A pharmacokinetic, pharmacodynamic, and electrocardiographic study of liposomal mifamurtide (L-MTP-PE) in healthy adult volunteers

Abstract

This study evaluated the pharmacokinetics (PK), pharmacodynamics (PD), safety/tolerability, and cardiac safety of liposomal muramyl tripeptide phosphatidyl-ethanolamine [mifamurtide (L-MTP-PE)] in healthy adults. L-MTP-PE 4mg was administered intravenously over 30min. Study participants were monitored from 24h preinfusion until 72h postinfusion. Blood samples were drawn over 0-72h postdose to determine serum MTP-PE, interleukin (IL)-6, tumor necrosis factor (TNF)-α, and C-reactive protein (CRP) concentrations. Electrocardiograpic (ECG) data were collected via continuous Holter monitoring beginning 24h predose through 24h postdose.

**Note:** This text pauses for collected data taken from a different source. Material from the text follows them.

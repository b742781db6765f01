//! Request parameter models

use std::collections::BTreeMap;

use serde::{Deserialize, Serialize};
use serde_json::{Map, Value};

/// Parameters of a broker provision, update or bind request
#[derive(Debug, Clone, Default, PartialEq, Serialize, Deserialize)]
pub struct RequestParameters {
    /// Arbitrary caller-supplied parameters, kept sorted by key
    #[serde(default)]
    pub parameters: BTreeMap<String, Value>,

    /// Platform context (OSBAPI 2.13+)
    #[serde(default)]
    pub context: Map<String, Value>,

    /// Everything else the broker sends (plan_id, service_id, ...)
    #[serde(flatten)]
    pub extra: Map<String, Value>,
}

impl RequestParameters {
    pub fn arbitrary_params(&self) -> &BTreeMap<String, Value> {
        &self.parameters
    }

    pub fn arbitrary_context(&self) -> &Map<String, Value> {
        &self.context
    }

    /// Declared platform, or an empty string when the context has none
    pub fn platform(&self) -> &str {
        self.context
            .get("platform")
            .and_then(Value::as_str)
            .unwrap_or("")
    }
}
//! BOSH release version parsing
//!
//! Accepted grammar is `MAJOR[.MINOR][+dev.PATCH]`; missing parts are zero.
//! The floating `latest` tag is not a version and is handled by the caller.

use std::fmt;
use std::str::FromStr;
use std::sync::LazyLock;

use regex::Regex;

use crate::errors::AdapterError;

/// Floating release tag that is never version-ordered
pub const LATEST: &str = "latest";

static VERSION_REGEX: LazyLock<Regex> = LazyLock::new(|| {
    Regex::new(r"^(\d+)(?:\.(\d+))?(?:\+dev\.(\d+))?$").expect("version regex is valid")
});

/// A parsed release version, ordered by (major, minor, patch)
#[derive(Debug, Clone, Copy, PartialEq, Eq, PartialOrd, Ord, Hash)]
pub struct ReleaseVersion {
    pub major: u64,
    pub minor: u64,
    pub patch: u64,
}

impl ReleaseVersion {
    pub fn new(major: u64, minor: u64, patch: u64) -> Self {
        Self {
            major,
            minor,
            patch,
        }
    }

    pub fn is_latest(version: &str) -> bool {
        version == LATEST
    }
}

impl FromStr for ReleaseVersion {
    type Err = AdapterError;

    fn from_str(s: &str) -> Result<Self, Self::Err> {
        let invalid = || AdapterError::InvalidReleaseVersion(s.to_string());
        let captures = VERSION_REGEX.captures(s).ok_or_else(invalid)?;

        let component = |index: usize| -> Result<u64, AdapterError> {
            match captures.get(index) {
                Some(m) => m.as_str().parse().map_err(|_| invalid()),
                None => Ok(0),
            }
        };

        Ok(Self {
            major: component(1)?,
            minor: component(2)?,
            patch: component(3)?,
        })
    }
}

impl fmt::Display for ReleaseVersion {
    fn fmt(&self, f: &mut fmt::Formatter<'_>) -> fmt::Result {
        write!(f, "{}.{}+dev.{}", self.major, self.minor, self.patch)
    }
}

Changes from time-matched pretreatment baseline QTc and associated two-sided 90% confidence intervals were calculated. Twenty-one participants received L-MTP-PE. Total serum MTP-PE declined rapidly with a terminal half-life of 2.05 ± 0.40h. PK variability was low, with <30% coefficient of variation in systemic exposure. Serum concentrations of IL-6, TNF-α, and CRP increased following L-MTP-PE infusion. Maximum observed increases in IL-6 and TNF-α occurred at 4 and 2h, respectively, returning toward baseline by 8h postdose. L-MTP-PE was generally well tolerated, with no adverse events greater than grade 3. Headache, chills, tachycardia, nausea, and pyrexia were the most frequent adverse events. L-MTP-PE infusion resulted in an increased heart rate without readily apparent QTc prolongation. MTP-PE PK following L-MTP-PE administration were characterized by a short serum half-life and low variability. Increases in IL-6, TNF-α, and CRP and the safety profile were consistent with the immunomodulatory mechanism of action. No clinically significant effect of L-MTP-PE on cardiovascular repolarization was observed based on analysis of ECG QTc intervals.